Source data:
*****

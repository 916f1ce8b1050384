pub mod anki;

use include_dir::{include_dir, Dir};
use rand::seq::SliceRandom;
use rand::Rng;
use serde::{Deserialize, Deserializer, Serialize};
use std::fs;
use std::path::{Path, PathBuf};
use tracing::debug;

use crate::error::SourceError;

pub use anki::AnkiCollectionSource;

static DECK_DIR: Dir = include_dir!("src/decks");

/// Deck used when neither a file nor a deck name is configured.
pub const DEFAULT_DECK: &str = "german_basics";

/// One word to learn, as delivered by a vocabulary source.
#[derive(Debug, Clone, Default, PartialEq, Eq, Serialize, Deserialize)]
#[serde(rename_all = "camelCase")]
pub struct VocabularyItem {
    #[serde(default, deserialize_with = "string_or_null")]
    pub german: String,
    #[serde(default, deserialize_with = "string_or_null")]
    pub english: String,
    #[serde(default, deserialize_with = "non_empty")]
    pub sample_sentence: Option<String>,
    #[serde(default, alias = "audio", deserialize_with = "non_empty")]
    pub audio_ref: Option<String>,
}

impl VocabularyItem {
    pub fn new(german: impl Into<String>, english: impl Into<String>) -> Self {
        Self {
            german: german.into(),
            english: english.into(),
            sample_sentence: None,
            audio_ref: None,
        }
    }

    pub fn with_sentence(mut self, sentence: impl Into<String>) -> Self {
        self.sample_sentence = Some(sentence.into()).filter(|s: &String| !s.trim().is_empty());
        self
    }

    pub fn with_audio(mut self, audio_ref: impl Into<String>) -> Self {
        self.audio_ref = Some(audio_ref.into()).filter(|s: &String| !s.trim().is_empty());
        self
    }
}

fn string_or_null<'de, D: Deserializer<'de>>(deserializer: D) -> Result<String, D::Error> {
    Ok(Option::<String>::deserialize(deserializer)?.unwrap_or_default())
}

fn non_empty<'de, D: Deserializer<'de>>(deserializer: D) -> Result<Option<String>, D::Error> {
    Ok(Option::<String>::deserialize(deserializer)?.filter(|s| !s.trim().is_empty()))
}

/// Supplies the words for a session.
///
/// Returns at most `count` items in deck order. Implementations never
/// schedule or shuffle; sessions pick their words with [`draw`].
pub trait VocabularySource {
    fn fetch(&mut self, count: usize) -> Result<Vec<VocabularyItem>, SourceError>;
}

impl VocabularySource for Vec<VocabularyItem> {
    fn fetch(&mut self, count: usize) -> Result<Vec<VocabularyItem>, SourceError> {
        Ok(self.iter().take(count).cloned().collect())
    }
}

impl<S: VocabularySource + ?Sized> VocabularySource for Box<S> {
    fn fetch(&mut self, count: usize) -> Result<Vec<VocabularyItem>, SourceError> {
        (**self).fetch(count)
    }
}

/// Picks `count` random words from everything `source` holds.
///
/// Sampling is without replacement and the picked words come back in random
/// order; all randomness is drawn from `rng`.
pub fn draw<S, R>(source: &mut S, count: usize, rng: &mut R) -> Result<Vec<VocabularyItem>, SourceError>
where
    S: VocabularySource + ?Sized,
    R: Rng + ?Sized,
{
    let pool = source.fetch(usize::MAX)?;
    let drawn: Vec<VocabularyItem> = pool.choose_multiple(rng, count).cloned().collect();
    debug!(available = pool.len(), drawn = drawn.len(), "drew session words");
    Ok(drawn)
}

#[derive(Debug, Clone, Deserialize)]
pub struct Deck {
    pub name: String,
    pub items: Vec<VocabularyItem>,
}

/// A deck file is either a named deck or a bare list of items.
#[derive(Debug, Deserialize)]
#[serde(untagged)]
enum DeckFile {
    Named(Deck),
    Items(Vec<VocabularyItem>),
}

impl DeckFile {
    fn into_items(self) -> Vec<VocabularyItem> {
        match self {
            DeckFile::Named(deck) => deck.items,
            DeckFile::Items(items) => items,
        }
    }
}

/// Decks compiled into the binary from `src/decks`.
#[derive(Debug, Clone)]
pub struct BundledDeck {
    name: String,
}

impl BundledDeck {
    pub fn new(name: impl Into<String>) -> Self {
        Self { name: name.into() }
    }

    pub fn name(&self) -> &str {
        &self.name
    }

    /// Names of every bundled deck, sorted.
    pub fn available() -> Vec<String> {
        let mut names: Vec<String> = DECK_DIR
            .files()
            .filter_map(|f| f.path().file_stem())
            .map(|stem| stem.to_string_lossy().into_owned())
            .collect();
        names.sort();
        names
    }

    pub fn load(&self) -> Result<Deck, SourceError> {
        let file = DECK_DIR
            .get_file(format!("{}.json", self.name))
            .ok_or_else(|| SourceError::UnknownDeck(self.name.clone()))?;
        Ok(serde_json::from_slice(file.contents())?)
    }
}

impl Default for BundledDeck {
    fn default() -> Self {
        Self::new(DEFAULT_DECK)
    }
}

impl VocabularySource for BundledDeck {
    fn fetch(&mut self, count: usize) -> Result<Vec<VocabularyItem>, SourceError> {
        let deck = self.load()?;
        debug!(deck = %deck.name, available = deck.items.len(), count, "loaded bundled deck");
        Ok(deck.items.into_iter().take(count).collect())
    }
}

/// Reads a JSON deck from disk on every fetch.
#[derive(Debug, Clone)]
pub struct JsonFileSource {
    path: PathBuf,
}

impl JsonFileSource {
    pub fn new<P: AsRef<Path>>(path: P) -> Self {
        Self {
            path: path.as_ref().to_path_buf(),
        }
    }
}

impl VocabularySource for JsonFileSource {
    fn fetch(&mut self, count: usize) -> Result<Vec<VocabularyItem>, SourceError> {
        let bytes = fs::read(&self.path)?;
        let items = serde_json::from_slice::<DeckFile>(&bytes)?.into_items();
        debug!(path = %self.path.display(), available = items.len(), count, "loaded deck file");
        Ok(items.into_iter().take(count).collect())
    }
}

#[cfg(test)]
mod tests {
    use super::*;
    use assert_matches::assert_matches;
    use rand::rngs::StdRng;
    use rand::SeedableRng;
    use std::collections::{BTreeSet, HashSet};
    use tempfile::tempdir;

    #[test]
    fn deserializes_camel_case_with_audio_alias() {
        let json = r#"{
            "german": "der Hund",
            "english": "the dog",
            "sampleSentence": "Der Hund bellt.",
            "audio": "[sound:hund.mp3]"
        }"#;
        let item: VocabularyItem = serde_json::from_str(json).unwrap();
        assert_eq!(item.german, "der Hund");
        assert_eq!(item.sample_sentence.as_deref(), Some("Der Hund bellt."));
        assert_eq!(item.audio_ref.as_deref(), Some("[sound:hund.mp3]"));
    }

    #[test]
    fn tolerates_missing_and_null_fields() {
        let item: VocabularyItem =
            serde_json::from_str(r#"{"german": null, "sampleSentence": ""}"#).unwrap();
        assert_eq!(item.german, "");
        assert_eq!(item.english, "");
        assert_eq!(item.sample_sentence, None);
        assert_eq!(item.audio_ref, None);
    }

    #[test]
    fn vec_source_takes_leading_items() {
        let mut words = vec![
            VocabularyItem::new("eins", "one"),
            VocabularyItem::new("zwei", "two"),
            VocabularyItem::new("drei", "three"),
        ];
        let fetched = words.fetch(2).unwrap();
        assert_eq!(fetched.len(), 2);
        assert_eq!(fetched[1].german, "zwei");
    }

    #[test]
    fn draw_samples_without_replacement() {
        let mut deck = BundledDeck::default();
        let drawn = draw(&mut deck, 5, &mut StdRng::seed_from_u64(3)).unwrap();
        let unique: HashSet<&str> = drawn.iter().map(|i| i.german.as_str()).collect();
        assert_eq!(unique.len(), 5);

        let again = draw(&mut deck, 5, &mut StdRng::seed_from_u64(3)).unwrap();
        assert_eq!(drawn, again);

        let small = vec![VocabularyItem::new("eins", "one")];
        assert_eq!(draw(&mut small.clone(), 10, &mut StdRng::seed_from_u64(3)).unwrap(), small);
    }

    #[test]
    fn different_seeds_draw_different_words() {
        let words = |seed| {
            draw(&mut BundledDeck::default(), 5, &mut StdRng::seed_from_u64(seed))
                .unwrap()
                .into_iter()
                .map(|i| i.german)
                .collect::<BTreeSet<_>>()
        };
        let sets: HashSet<BTreeSet<String>> = (0..8).map(words).collect();
        assert!(sets.len() > 1);
    }

    #[test]
    fn default_bundled_deck_is_available() {
        assert!(BundledDeck::available().contains(&DEFAULT_DECK.to_string()));

        let deck = BundledDeck::default().load().unwrap();
        assert_eq!(deck.name, DEFAULT_DECK);
        assert!(deck.items.len() >= 10);
        assert!(deck.items.iter().all(|i| !i.german.is_empty()));
    }

    #[test]
    fn unknown_bundled_deck_is_an_error() {
        let result = BundledDeck::new("klingon").fetch(5);
        assert_matches!(result, Err(SourceError::UnknownDeck(name)) if name == "klingon");
    }

    #[test]
    fn json_file_accepts_bare_list_and_named_deck() {
        let dir = tempdir().unwrap();

        let list = dir.path().join("list.json");
        fs::write(&list, r#"[{"german": "die Katze", "english": "the cat"}]"#).unwrap();
        let items = JsonFileSource::new(&list).fetch(10).unwrap();
        assert_eq!(items, vec![VocabularyItem::new("die Katze", "the cat")]);

        let named = dir.path().join("named.json");
        fs::write(
            &named,
            r#"{"name": "tiere", "items": [{"german": "die Maus", "english": "the mouse"}]}"#,
        )
        .unwrap();
        let items = JsonFileSource::new(&named).fetch(10).unwrap();
        assert_eq!(items[0].german, "die Maus");
    }

    #[test]
    fn json_file_errors_map_to_source_errors() {
        let dir = tempdir().unwrap();
        let missing = JsonFileSource::new(dir.path().join("nope.json")).fetch(1);
        assert_matches!(missing, Err(SourceError::Transport(_)));

        let garbage = dir.path().join("garbage.json");
        fs::write(&garbage, "not json").unwrap();
        assert_matches!(
            JsonFileSource::new(&garbage).fetch(1),
            Err(SourceError::Malformed(_))
        );
    }
}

*****

WHAT YOU ARE ASKED TO DO:
Above are the records; copy every line in them that holds the word "sampleSentence".

ANSWER SECTION:
            "sampleSentence": "Der Hund bellt.",
            serde_json::from_str(r#"{"german": null, "sampleSentence": ""}"#).unwrap();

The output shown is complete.